En Argentina algo parecido está sucediendo. La expresidenta Cristina Fernández está en el centro de varias investigaciones sobre una de las redes más grandes de corrupción que registra la historia contemporánea. Sacos de billetes de dólares (su marido solo tomaba dólares, no pesos…) eran entregados mensualmente en su departamento o en las oficinas presidenciales, coimas que entregaban los concesionarios y constructores. Viajes en aviones oficiales a paraísos fiscales al parecer completaban el atraco. Todas estas investigaciones judiciales han avanzado sin importarle al juez de la causa el alto índice de popularidad que Fernández conserva aún entre los argentinos. Una popularidad que probablemente aumentará con el agravamiento de la crisis económica de esa nación.

Lo que está ocurriendo es una suerte de transición de la soberanía del pueblo, en su acepción más amplia, a la soberanía de la ley. Por décadas, sino por siglos en América Latina el imperio de la ley fue una variable de poco o ningún peso en los procesos políticos. Las cortes, sus magistrados y jueces, en general, han sido actores periféricos del sistema político, simples comodines o peones con toga de los dueños de turno del país, es decir, de esos centros donde ha residido tradicionalmente el poder; grupos económicos, militares, caudillos, empresas transnacionales, partidos o latifundistas, dependiendo del país de que se trate y del momento histórico que se escoja. En el juego del poder de estas fuerzas la cuestión del imperio de la ley era algo secundario o inexistente. Los procesos políticos no se resolvían por el imperio del derecho sino por el imperio de la fuerza, de la fuerza del dinero, de las armas o, como ha venido sucediendo en los últimos tiempos, por la fuerza de la popularidad.
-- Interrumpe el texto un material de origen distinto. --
// ==========================================
// 配方成本核算系统 - 配方 API
// ==========================================
// 职责: 配方增删改、发布、明细维护、成本明细与列表
// 红线: 核算结果每次现算，不缓存、不落库
// 规则: 明细引用的价格条目必须属于本人的价格库
// ==========================================

use std::sync::Arc;

use futures::future::join_all;
use rust_decimal::Decimal;
use tracing::{info, instrument, warn};

use crate::api::error::{ApiError, ApiResult};
use crate::api::quota::{QuotaResource, SubscriptionQuota};
use crate::config::CostingConfigReader;
use crate::domain::costing::{CostBreakdown, WorkbookDetail, WorkbookSummary};
use crate::domain::workbook::{EntityStatus, Workbook, WorkbookLine, WorkbookParams};
use crate::engine::conversion::UnitConverter;
use crate::engine::costing::CostingEngine;
use crate::engine::unit_catalog::UnitCatalog;
use crate::i18n;
use crate::repository::{PriceDatabaseRepository, RepositoryError, WorkbookRepository};

// ==========================================
// WorkbookApi - 配方 API
// ==========================================

/// 配方 API
///
/// 职责：
/// 1. 配方管理（创建、修改、删除、发布）
/// 2. 明细维护（新增、删除）
/// 3. 成本明细与列表（每次现算）
pub struct WorkbookApi {
    workbook_repo: Arc<WorkbookRepository>,
    price_repo: Arc<PriceDatabaseRepository>,
    config: Arc<dyn CostingConfigReader>,
    converter: Arc<dyn UnitConverter>,
    engine: CostingEngine,
    catalog: UnitCatalog,
    quota: Arc<dyn SubscriptionQuota>,
    locale: String,
}

impl WorkbookApi {
    pub fn new(
        workbook_repo: Arc<WorkbookRepository>,
        price_repo: Arc<PriceDatabaseRepository>,
        config: Arc<dyn CostingConfigReader>,
        converter: Arc<dyn UnitConverter>,
        engine: CostingEngine,
        quota: Arc<dyn SubscriptionQuota>,
    ) -> Self {
        Self {
            workbook_repo,
            price_repo,
            config,
            converter,
            engine,
            catalog: UnitCatalog::new(),
            quota,
            locale: i18n::DEFAULT_LOCALE.to_string(),
        }
    }

    /// 错误消息语言（核算说明语言由 CostingEngine 决定）
    pub fn with_locale(mut self, locale: impl Into<String>) -> Self {
        self.locale = locale.into();
        self
    }

    // ==========================================
    // 配方
    // ==========================================

    /// 新建配方
    ///
    /// # 参数
    /// - params: 核算参数，None 时使用配置中的默认值
    pub async fn create(
        &self,
        owner_id: i64,
        name: &str,
        params: Option<WorkbookParams>,
    ) -> ApiResult<Workbook> {
        let name = self.require_name(name)?;
        let params = match params {
            Some(params) => params,
            None => self
                .config
                .get_workbook_defaults()
                .await
                .map_err(|e| ApiError::InternalError(format!("读取配方默认参数失败: {}", e)))?,
        };
        self.check_params(&params)?;

        let current = self.workbook_repo.count_by_owner(owner_id)?;
        if !self.quota.can_create(owner_id, QuotaResource::Workbook, current) {
            warn!(owner_id, current, "配方配额不足");
            return Err(ApiError::QuotaExceeded(i18n::tr(
                &self.locale,
                "access.quota_exceeded",
                &[("resource", QuotaResource::Workbook.as_str())],
            )));
        }

        let workbook = self.workbook_repo.create(owner_id, name, &params)?;
        info!(owner_id, workbook_id = workbook.id, "新建配方");
        Ok(workbook)
    }

    /// 修改名称与核算参数
    pub fn update(
        &self,
        owner_id: i64,
        workbook_id: i64,
        name: &str,
        params: &WorkbookParams,
    ) -> ApiResult<Workbook> {
        let name = self.require_name(name)?;
        self.check_params(params)?;
        self.load_owned(owner_id, workbook_id)?;

        self.workbook_repo.update(workbook_id, name, params)?;
        self.load_owned(owner_id, workbook_id)
    }

    /// 删除配方（明细级联删除）
    pub fn delete(&self, owner_id: i64, workbook_id: i64) -> ApiResult<()> {
        self.load_owned(owner_id, workbook_id)?;
        self.workbook_repo.delete(workbook_id)?;
        info!(owner_id, workbook_id, "删除配方");
        Ok(())
    }

    /// 发布配方
    pub fn publish(&self, owner_id: i64, workbook_id: i64) -> ApiResult<Workbook> {
        let mut workbook = self.load_owned(owner_id, workbook_id)?;
        self.workbook_repo
            .update_status(workbook_id, EntityStatus::Published)?;
        workbook.status = EntityStatus::Published;
        Ok(workbook)
    }

    // ==========================================
    // 明细
    // ==========================================

    /// 新增明细（单位按目录规范拼写存储）
    pub fn add_line(
        &self,
        owner_id: i64,
        workbook_id: i64,
        line: &WorkbookLine,
    ) -> ApiResult<WorkbookLine> {
        self.load_owned(owner_id, workbook_id)?;

        if line.quantity <= Decimal::ZERO {
            return Err(ApiError::InvalidInput(i18n::tr(
                &self.locale,
                "validation.quantity_not_positive",
                &[],
            )));
        }
        if line.additional_cost < Decimal::ZERO {
            return Err(self.negative_value("additionalCost"));
        }
        let unit = self.catalog.canonical_code(&line.unit).ok_or_else(|| {
            ApiError::InvalidInput(i18n::tr(&self.locale, "validation.invalid_unit", &[]))
        })?;

        let item = self
            .price_repo
            .find_item(line.catalog_item_id)?
            .ok_or_else(|| RepositoryError::not_found("PriceItem", line.catalog_item_id))?;
        let database = self
            .price_repo
            .find_by_id(item.price_database_id)?
            .ok_or_else(|| RepositoryError::not_found("PriceDatabase", item.price_database_id))?;
        if database.owner_id != owner_id {
            return Err(self.forbidden());
        }

        let line = self.workbook_repo.add_line(
            workbook_id,
            &WorkbookLine {
                id: None,
                catalog_item_id: item.id,
                quantity: line.quantity,
                unit: unit.to_string(),
                additional_cost: line.additional_cost,
            },
        )?;
        info!(workbook_id, line_id = ?line.id, catalog_item_id = item.id, "新增配方明细");
        Ok(line)
    }

    /// 删除明细
    pub fn remove_line(&self, owner_id: i64, workbook_id: i64, line_id: i64) -> ApiResult<()> {
        self.load_owned(owner_id, workbook_id)?;
        match self.workbook_repo.find_line_workbook_id(line_id)? {
            Some(owner_workbook) if owner_workbook == workbook_id => {
                self.workbook_repo.remove_line(workbook_id, line_id)?;
                Ok(())
            }
            Some(_) => Err(self.forbidden()),
            None => Err(RepositoryError::not_found("WorkbookItem", line_id).into()),
        }
    }

    // ==========================================
    // 核算
    // ==========================================

    /// 配方成本明细（现算）
    #[instrument(skip(self))]
    pub async fn get_detail(&self, owner_id: i64, workbook_id: i64) -> ApiResult<WorkbookDetail> {
        let workbook = self.load_owned(owner_id, workbook_id)?;
        let breakdown = self.compute(&workbook).await?;
        Ok(WorkbookDetail::new(&workbook, breakdown))
    }

    /// 用户配方列表（最新在前，各配方并发现算）
    #[instrument(skip(self))]
    pub async fn list_summaries(&self, owner_id: i64) -> ApiResult<Vec<WorkbookSummary>> {
        let workbooks = self.workbook_repo.list_by_owner(owner_id)?;

        let breakdowns = join_all(workbooks.iter().map(|workbook| self.compute(workbook))).await;

        workbooks
            .iter()
            .zip(breakdowns)
            .map(|(workbook, breakdown)| Ok(WorkbookSummary::new(workbook, &breakdown?)))
            .collect()
    }

    async fn compute(&self, workbook: &Workbook) -> ApiResult<CostBreakdown> {
        let lines = self.workbook_repo.list_lines(workbook.id)?;
        let item_ids: Vec<i64> = lines.iter().map(|line| line.catalog_item_id).collect();
        let items = self.price_repo.find_items_by_ids(&item_ids)?;

        let breakdown = self
            .engine
            .compute(&workbook.params, &lines, &items, self.converter.as_ref())
            .await?;
        Ok(breakdown)
    }

    // ==========================================
    // 内部校验
    // ==========================================

    fn require_name<'a>(&self, name: &'a str) -> ApiResult<&'a str> {
        let name = name.trim();
        if name.is_empty() {
            return Err(ApiError::InvalidInput(i18n::tr(
                &self.locale,
                "validation.name_required",
                &[],
            )));
        }
        Ok(name)
    }

    fn check_params(&self, params: &WorkbookParams) -> ApiResult<()> {
        match params.first_negative_field() {
            Some(field) => Err(self.negative_value(field)),
            None => Ok(()),
        }
    }

    fn negative_value(&self, field: &str) -> ApiError {
        ApiError::InvalidInput(i18n::tr(
            &self.locale,
            "validation.negative_value",
            &[("field", field)],
        ))
    }

    fn forbidden(&self) -> ApiError {
        ApiError::Forbidden(i18n::tr(&self.locale, "access.forbidden", &[]))
    }

    fn load_owned(&self, owner_id: i64, workbook_id: i64) -> ApiResult<Workbook> {
        let workbook = self
            .workbook_repo
            .find_by_id(workbook_id)?
            .ok_or_else(|| RepositoryError::not_found("Workbook", workbook_id))?;
        if workbook.owner_id != owner_id {
            return Err(self.forbidden());
        }
        Ok(workbook)
    }
}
Esa transición que se está operando en Brasil de la soberanía popular a la soberanía de la ley es un paso crítico en la consolidación de una democracia. Un proceso que lo vivieron la Grecia del siglo V a. C. y muchas de las naciones del Atlántico Norte. Y es un desafío para el Ecuador luego de las nefastas experiencias tanto de la etapa de la partidocracia como de la dictadura correísta. (O)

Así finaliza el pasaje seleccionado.